Each entry here is to be restated word for word.

+===+

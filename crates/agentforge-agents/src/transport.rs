use agentforge_common::{Error, Result};
use async_trait::async_trait;
use reqwest::Client;
use tracing::{debug, instrument};

use crate::request::PreparedRequest;

/// Status and raw body of an upstream response.
#[derive(Debug, Clone, PartialEq, Eq)]
pub struct RawResponse {
    pub status: u16,
    pub body: String,
}

impl RawResponse {
    pub fn new(status: u16, body: impl Into<String>) -> Self {
        Self {
            status,
            body: body.into(),
        }
    }
}

/// Sends prepared requests to an upstream provider.
///
/// Any response that arrives, whatever its status, is `Ok`. Only failures
/// to obtain a response map to [`Error::Transport`].
#[async_trait]
pub trait UpstreamTransport: Send + Sync {
    async fn send(&self, request: &PreparedRequest) -> Result<RawResponse>;
}

/// reqwest-backed transport. The per-request timeout comes from the
/// prepared request.
#[derive(Clone, Default)]
pub struct HttpTransport {
    client: Client,
}

impl HttpTransport {
    pub fn new() -> Self {
        Self {
            client: Client::new(),
        }
    }

    pub fn with_client(client: Client) -> Self {
        Self { client }
    }
}

#[async_trait]
impl UpstreamTransport for HttpTransport {
    #[instrument(skip_all, fields(route = ?request.route, endpoint = %request.endpoint))]
    async fn send(&self, request: &PreparedRequest) -> Result<RawResponse> {
        let mut builder = self
            .client
            .post(&request.endpoint)
            .timeout(request.timeout)
            .json(&request.body);
        for (name, value) in &request.headers {
            builder = builder.header(name.as_str(), value.as_str());
        }

        let response = builder
            .send()
            .await
            .map_err(|e| Error::Transport(e.to_string()))?;

        let status = response.status().as_u16();
        let body = response
            .text()
            .await
            .map_err(|e| Error::Transport(e.to_string()))?;

        debug!("upstream responded with status {}", status);
        Ok(RawResponse { status, body })
    }
}
/// A versioned, idempotent schema script.
pub struct Migration {
    pub version: u32,
    pub sql: &'static str,
}

pub const AGENT_SCHEMA_V1: Migration = Migration {
    version: 1,
    sql: "CREATE TABLE IF NOT EXISTS users (
            id INTEGER PRIMARY KEY AUTOINCREMENT,
            name TEXT NOT NULL UNIQUE,
            created_at TEXT NOT NULL
        );

        CREATE TABLE IF NOT EXISTS agents (
            id TEXT PRIMARY KEY,
            user_id INTEGER REFERENCES users(id),
            name TEXT,
            model TEXT NOT NULL,
            goal TEXT NOT NULL,
            tools TEXT NOT NULL DEFAULT '[]',
            is_image_model INTEGER NOT NULL DEFAULT 0,
            created_at TEXT NOT NULL
        );

        CREATE INDEX IF NOT EXISTS idx_agents_user_created_at
            ON agents(user_id, created_at);

        CREATE TABLE IF NOT EXISTS messages (
            id INTEGER PRIMARY KEY AUTOINCREMENT,
            agent_id TEXT NOT NULL REFERENCES agents(id) ON DELETE CASCADE,
            role TEXT NOT NULL CHECK (role IN ('system', 'user', 'assistant')),
            content TEXT NOT NULL,
            image_url TEXT,
            created_at TEXT NOT NULL
        );

        CREATE INDEX IF NOT EXISTS idx_messages_agent
            ON messages(agent_id, id);",
};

+===+

» **Answer to this problem**
filename crates/agentforge-agents/src/transport.rs
use agentforge_common::{Error, Result};
use async_trait::async_trait;
use reqwest::Client;
use tracing::{debug, instrument};

use crate::request::PreparedRequest;

/// Status and raw body of an upstream response.
#[derive(Debug, Clone, PartialEq, Eq)]
pub struct RawResponse {
    pub status: u16,
    pub body: String,
}

impl RawResponse {
    pub fn new(status: u16, body: impl Into<String>) -> Self {
        Self {
            status,
            body: body.into(),
        }
    }
}

/// Sends prepared requests to an upstream provider.
///
/// Any response that arrives, whatever its status, is `Ok`. Only failures
/// to obtain a response map to [`Error::Transport`].
#[async_trait]
pub trait UpstreamTransport: Send + Sync {
    async fn send(&self, request: &PreparedRequest) -> Result<RawResponse>;
}

/// reqwest-backed transport. The per-request timeout comes from the
/// prepared request.
#[derive(Clone, Default)]
pub struct HttpTransport {
    client: Client,
}

impl HttpTransport {
    pub fn new() -> Self {
        Self {
            client: Client::new(),
        }
    }

    pub fn with_client(client: Client) -> Self {
        Self { client }
    }
}

#[async_trait]
impl UpstreamTransport for HttpTransport {
    #[instrument(skip_all, fields(route = ?request.route, endpoint = %request.endpoint))]
    async fn send(&self, request: &PreparedRequest) -> Result<RawResponse> {
        let mut builder = self
            .client
            .post(&request.endpoint)
            .timeout(request.timeout)
            .json(&request.body);
        for (name, value) in &request.headers {
            builder = builder.header(name.as_str(), value.as_str());
        }

        let response = builder
            .send()
            .await
            .map_err(|e| Error::Transport(e.to_string()))?;

        let status = response.status().as_u16();
        let body = response
            .text()
            .await
            .map_err(|e| Error::Transport(e.to_string()))?;

        debug!("upstream responded with status {}", status);
        Ok(RawResponse { status, body })
    }
}
/// A versioned, idempotent schema script.
pub struct Migration {
    pub version: u32,
    pub sql: &'static str,
}

pub const AGENT_SCHEMA_V1: Migration = Migration {
    version: 1,
    sql: "CREATE TABLE IF NOT EXISTS users (
            id INTEGER PRIMARY KEY AUTOINCREMENT,
            name TEXT NOT NULL UNIQUE,
            created_at TEXT NOT NULL
        );

        CREATE TABLE IF NOT EXISTS agents (
            id TEXT PRIMARY KEY,
            user_id INTEGER REFERENCES users(id),
            name TEXT,
            model TEXT NOT NULL,
            goal TEXT NOT NULL,
            tools TEXT NOT NULL DEFAULT '[]',
            is_image_model INTEGER NOT NULL DEFAULT 0,
            created_at TEXT NOT NULL
        );

        CREATE INDEX IF NOT EXISTS idx_agents_user_created_at
            ON agents(user_id, created_at);

        CREATE TABLE IF NOT EXISTS messages (
            id INTEGER PRIMARY KEY AUTOINCREMENT,
            agent_id TEXT NOT NULL REFERENCES agents(id) ON DELETE CASCADE,
            role TEXT NOT NULL CHECK (role IN ('system', 'user', 'assistant')),
            content TEXT NOT NULL,
            image_url TEXT,
            created_at TEXT NOT NULL
        );

        CREATE INDEX IF NOT EXISTS idx_messages_agent
            ON messages(agent_id, id);",
};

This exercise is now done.